Ce conte digne de Cendrillon débute au guidon d’une bécane dodue, justement. Durant l’hiver de ses 16 ans, Clément goûte une première fois à ce sport encore émergent – nous sommes aux premiers jours de 2016. Le natif de Sainte-Anne-des-Monts tombe sous le charme du gros vélo. « Je trouvais que la neige folle s’apparentai­t beaucoup au sable fin d’une plage comme il y en a tant près de mon village. Le parallèle me semblait évident », raconte à Vélo Mag l’adepte de vélo de montagne. Les contours de ce qui deviendra éventuelle­ment Biseak commencent à se définir.

L’été suivant, l’adolescent, qui vient à peine de terminer sa quatrième secondaire, est confronté à une difficile décision : travailler ou se la couler douce ? « J’avais l’embarras du choix, cet été-là : j’aurais pu m’inscrire à un camp de jour, me dénicher un emploi étudiant dans un shack à patates ou quelque chose du genre », énumère Clément. De toutes les options qui s’offrent à lui, c’est celle de se lancer à son compte qui le tente toutefois le plus. Pourquoi ? « Parce que ça venait 100 % de moi, répond-il spontanéme­nt. Mes parents, même s’ils sont entreprene­urs, m’ont laissé me débrouille­r. C’était stimulant. »

Seul problème, et il est majeur : il n’a pas un sou. Ou plutôt, ses maigres économies lui permettent à peine de se procurer un unique fat bike, au coût de 1000 $. On est bien loin du concept de flotte de location ! « C’est alors que j’ai eu l’idée de mener une campagne de sociofinan­cement. Contre un don, j’accordais une contrepart­ie, sous forme de randonnée gratuite, par exemple », explique-t-il. C’est ainsi, après quelques semaines de campagne sur la plateforme Ulule, qu’il ramasse 1032 $. Biseak peut enfin voir le jour.

Crescendo de bons coups Le succès est au rendez-vous dès les débuts. Chaque jour entre la mi-juin et la mi-août, qui correspond grosso modo à la haute saison touristiqu­e en Gaspésie, deux ou trois clients par jour, en moyenne, contactent Clément dans le but de louer des montures. Les touristes de passage apprécient l’incroyable terrain de jeu sur lequel pédaler pendant une

heure (15 $/vélo), une demi-journée (40 $/vélo) ou une journée complète (60 $/vélo). En direction de Cap-Chat, au couchant, impossible de résister, semble-t-il.

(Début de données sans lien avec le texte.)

use std::io;
use std::path::{Path, PathBuf};
use std::sync::Arc;

use futures_util::StreamExt;
use reqwest::header::{AUTHORIZATION, CONTENT_LENGTH, CONTENT_TYPE};
use reqwest::{Client, Method};
use serde::Deserialize;
use smugdrive_core::RequestSigner;
use tempfile::NamedTempFile;
use thiserror::Error;
use tokio::io::AsyncWriteExt;
use tokio_util::io::ReaderStream;
use url::Url;

#[derive(Debug, Error)]
pub enum TransferError {
    #[error("request failed: {0}")]
    Request(#[from] reqwest::Error),
    #[error("I/O error: {0}")]
    Io(#[from] io::Error),
    #[error("upload response carried no file id")]
    MissingFileId,
}

impl TransferError {
    pub fn is_auth(&self) -> bool {
        matches!(
            self,
            TransferError::Request(err)
                if err.status().is_some_and(|s| s.as_u16() == 401)
        )
    }
}

/// Streams bytes between content URLs and local files.
#[derive(Clone)]
pub struct TransferClient {
    http: Client,
    signer: Option<Arc<dyn RequestSigner>>,
}

#[derive(Debug, Deserialize)]
struct UploadedFile {
    id: Option<String>,
}

impl TransferClient {
    pub fn new() -> Self {
        Self {
            http: Client::new(),
            signer: None,
        }
    }

    /// Signs content downloads with the source account's signer, for
    /// renditions that are not publicly reachable.
    pub fn with_signer(mut self, signer: Arc<dyn RequestSigner>) -> Self {
        self.signer = Some(signer);
        self
    }

    pub async fn download_to_path(&self, href: &Url, target: &Path) -> Result<u64, TransferError> {
        let mut url = href.clone();
        let authorization = self
            .signer
            .as_ref()
            .and_then(|signer| signer.sign(&Method::GET, &mut url));
        let mut request = self.http.get(url);
        if let Some(value) = authorization {
            request = request.header(AUTHORIZATION, value);
        }
        let response = request.send().await?.error_for_status()?;

        let mut file = tokio::fs::File::create(target).await?;
        let mut stream = response.bytes_stream();
        let mut written = 0u64;
        while let Some(chunk) = stream.next().await {
            let chunk = chunk?;
            file.write_all(&chunk).await?;
            written += chunk.len() as u64;
        }
        file.flush().await?;
        file.sync_all().await?;
        Ok(written)
    }

    /// Sends the file at `source` to an upload session and returns the id of
    /// the file object the destination created.
    pub async fn upload_from_path(
        &self,
        session: &Url,
        source: &Path,
        content_type: &str,
    ) -> Result<String, TransferError> {
        let file = tokio::fs::File::open(source).await?;
        let len = file.metadata().await?.len();
        let body = reqwest::Body::wrap_stream(ReaderStream::new(file));
        let response = self
            .http
            .put(session.clone())
            .header(CONTENT_TYPE, content_type)
            .header(CONTENT_LENGTH, len)
            .body(body)
            .send()
            .await?
            .error_for_status()?;
        let uploaded: UploadedFile = response.json().await?;
        uploaded.id.ok_or(TransferError::MissingFileId)
    }
}

impl Default for TransferClient {
    fn default() -> Self {
        Self::new()
    }
}

/// Directory that holds downloaded bytes between fetch and upload.
#[derive(Debug, Clone)]
pub struct StagingArea {
    dir: PathBuf,
}

impl StagingArea {
    pub fn new(dir: impl Into<PathBuf>) -> Self {
        Self { dir: dir.into() }
    }

    pub fn system_temp() -> Self {
        Self::new(std::env::temp_dir())
    }

    /// Creates an empty staging file that is deleted when the returned
    /// handle is dropped. The filename's extension is kept as the suffix.
    pub fn acquire(&self, filename: &str) -> io::Result<NamedTempFile> {
        std::fs::create_dir_all(&self.dir)?;
        let suffix = Path::new(filename)
            .extension()
            .map(|ext| format!(".{}", ext.to_string_lossy()))
            .unwrap_or_default();
        tempfile::Builder::new()
            .prefix("smugdrive-")
            .suffix(&suffix)
            .tempfile_in(&self.dir)
    }
}

/// Downloads item content into scoped staging files.
#[derive(Clone)]
pub struct ContentFetcher {
    transfer: TransferClient,
    staging: StagingArea,
}

impl ContentFetcher {
    pub fn new(transfer: TransferClient, staging: StagingArea) -> Self {
        Self { transfer, staging }
    }

    /// Fetches `locator` into a fresh staging file. The file is removed when
    /// the returned handle drops, on success and on every error path.
    pub async fn fetch(&self, locator: &Url, filename: &str) -> Result<NamedTempFile, TransferError> {
        let staged = self.staging.acquire(filename)?;
        let bytes = self.transfer.download_to_path(locator, staged.path()).await?;
        tracing::debug!(%locator, bytes, path = %staged.path().display(), "staged content");
        Ok(staged)
    }
}

#[cfg(test)]
mod tests {
    use super::*;
    use smugdrive_core::ApiKeySigner;
    use tempfile::tempdir;
    use wiremock::matchers::{body_bytes, header, method, path, query_param};
    use wiremock::{Mock, MockServer, ResponseTemplate};

    fn staged_files(dir: &Path) -> usize {
        std::fs::read_dir(dir).unwrap().count()
    }

    #[tokio::test]
    async fn fetch_stages_content_and_cleans_up_on_drop() {
        let server = MockServer::start().await;
        Mock::given(method("GET"))
            .and(path("/photos/a.jpg"))
            .respond_with(ResponseTemplate::new(200).set_body_bytes(b"jpeg-bytes"))
            .mount(&server)
            .await;

        let dir = tempdir().unwrap();
        let fetcher = ContentFetcher::new(TransferClient::new(), StagingArea::new(dir.path()));
        let locator = Url::parse(&format!("{}/photos/a.jpg", server.uri())).unwrap();

        let staged = fetcher.fetch(&locator, "IMG_1.JPG").await.unwrap();
        assert_eq!(std::fs::read(staged.path()).unwrap(), b"jpeg-bytes");
        assert!(staged.path().to_string_lossy().ends_with(".JPG"));
        assert_eq!(staged_files(dir.path()), 1);

        drop(staged);
        assert_eq!(staged_files(dir.path()), 0);
    }

    #[tokio::test]
    async fn failed_fetch_leaves_no_staging_file() {
        let server = MockServer::start().await;
        Mock::given(method("GET"))
            .and(path("/photos/gone.jpg"))
            .respond_with(ResponseTemplate::new(404))
            .mount(&server)
            .await;

        let dir = tempdir().unwrap();
        let fetcher = ContentFetcher::new(TransferClient::new(), StagingArea::new(dir.path()));
        let locator = Url::parse(&format!("{}/photos/gone.jpg", server.uri())).unwrap();

        let err = fetcher.fetch(&locator, "gone.jpg").await.expect_err("404");
        assert!(matches!(err, TransferError::Request(_)));
        assert_eq!(staged_files(dir.path()), 0);
    }

    #[tokio::test]
    async fn signed_download_carries_api_key() {
        let server = MockServer::start().await;
        Mock::given(method("GET"))
            .and(path("/photos/a.jpg"))
            .and(query_param("APIKey", "key-1"))
            .respond_with(ResponseTemplate::new(200).set_body_bytes(b"x"))
            .expect(1)
            .mount(&server)
            .await;

        let dir = tempdir().unwrap();
        let client = TransferClient::new().with_signer(Arc::new(ApiKeySigner::new("key-1")));
        let target = dir.path().join("a.jpg");
        let locator = Url::parse(&format!("{}/photos/a.jpg", server.uri())).unwrap();

        assert_eq!(client.download_to_path(&locator, &target).await.unwrap(), 1);
    }

    #[tokio::test]
    async fn upload_puts_bytes_and_returns_file_id() {
        let server = MockServer::start().await;
        Mock::given(method("PUT"))
            .and(path("/upload/session/1"))
            .and(header("content-type", "image/png"))
            .and(body_bytes(b"png-bytes"))
            .respond_with(ResponseTemplate::new(200).set_body_json(serde_json::json!({
                "id": "file-9",
                "name": "a.png"
            })))
            .mount(&server)
            .await;

        let dir = tempdir().unwrap();
        let source = dir.path().join("a.png");
        std::fs::write(&source, b"png-bytes").unwrap();
        let session = Url::parse(&format!("{}/upload/session/1", server.uri())).unwrap();

        let id = TransferClient::new()
            .upload_from_path(&session, &source, "image/png")
            .await
            .unwrap();
        assert_eq!(id, "file-9");
    }

    #[tokio::test]
    async fn upload_without_id_is_an_error() {
        let server = MockServer::start().await;
        Mock::given(method("PUT"))
            .and(path("/upload/session/2"))
            .respond_with(ResponseTemplate::new(200).set_body_json(serde_json::json!({})))
            .mount(&server)
            .await;

        let dir = tempdir().unwrap();
        let source = dir.path().join("a.png");
        std::fs::write(&source, b"x").unwrap();
        let session = Url::parse(&format!("{}/upload/session/2", server.uri())).unwrap();

        let err = TransferClient::new()
            .upload_from_path(&session, &source, "image/png")
            .await
            .expect_err("no id");
        assert!(matches!(err, TransferError::MissingFileId));
    }
}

Le reste de l’année, la demande est plus espacée, mais pas inexistant­e. Au cours des longs mois d’hiver, il arrive que le téléphone de Biseak sonne ; au bout du fil, des clients à la recherche d’un vélo à pneus surdimensi­onnés pour rouler sur la neige. Bien au courant du caractère quatre saisons de l’activité, Clément Vallée a établi en 2017 un partenaria­t avec le club de golf local Le Gaspésien, afin que les terrains inutilisés pendant la saison froide deviennent des pistes (3,5 km) sur lesquelles fatter. Une belle manière de créer de l’engouement.

Avec les profits générés par Biseak, l’adolescent ne s’est pas payé un voyage dans le Sud ni un iPhone dernier cri, non: il a réinvesti l’argent dans l’entreprise, en bon homme d’affaires qu’il est. « En 2017, j’ai commencé à fournir un service de réparation de vélo, ce qui faisait défaut dans la région. À force de réparer et d’entretenir ma flotte, je m’étais fait la main », dit celui qui se qualifie de « patenteux » dans la vie. La location de planches à pagaie vient aussi se greffer à l’offre de services de Biseak. « La mer, c’est l’autre ressource dont on ne manque pas à Sainte-Anne-des-Monts. Il n’y a rien de plus relaxant que d’y pagayer quand elle ressemble à une nappe d’huile », affirme-t-il.

L’année 2017 aura surtout été celle de la reconnaiss­ance de son incroyable flair d’entreprene­ur. Après avoir remporté le volet local et régional du Défi OSEntrepre­ndre dans la catégorie Secondaire 2e cycle, l’élève de 5e secondaire à l’école Gabriel-Le Courtois a raflé les grands honneurs au volet national, qui l’opposait à 19 finalistes des quatre coins du Québec. Une distinctio­n bien méritée, mais qui a néanmoins laissé le jeune homme sur sa faim. « Être un entreprene­ur d’âge mineur est vraiment désavantag­eux, surtout en ce qui concerne le financemen­t. Je n’ai pas compté les concours auxquels je ne pouvais m’inscrire avant d’avoir 18 ans », déplore-t-il.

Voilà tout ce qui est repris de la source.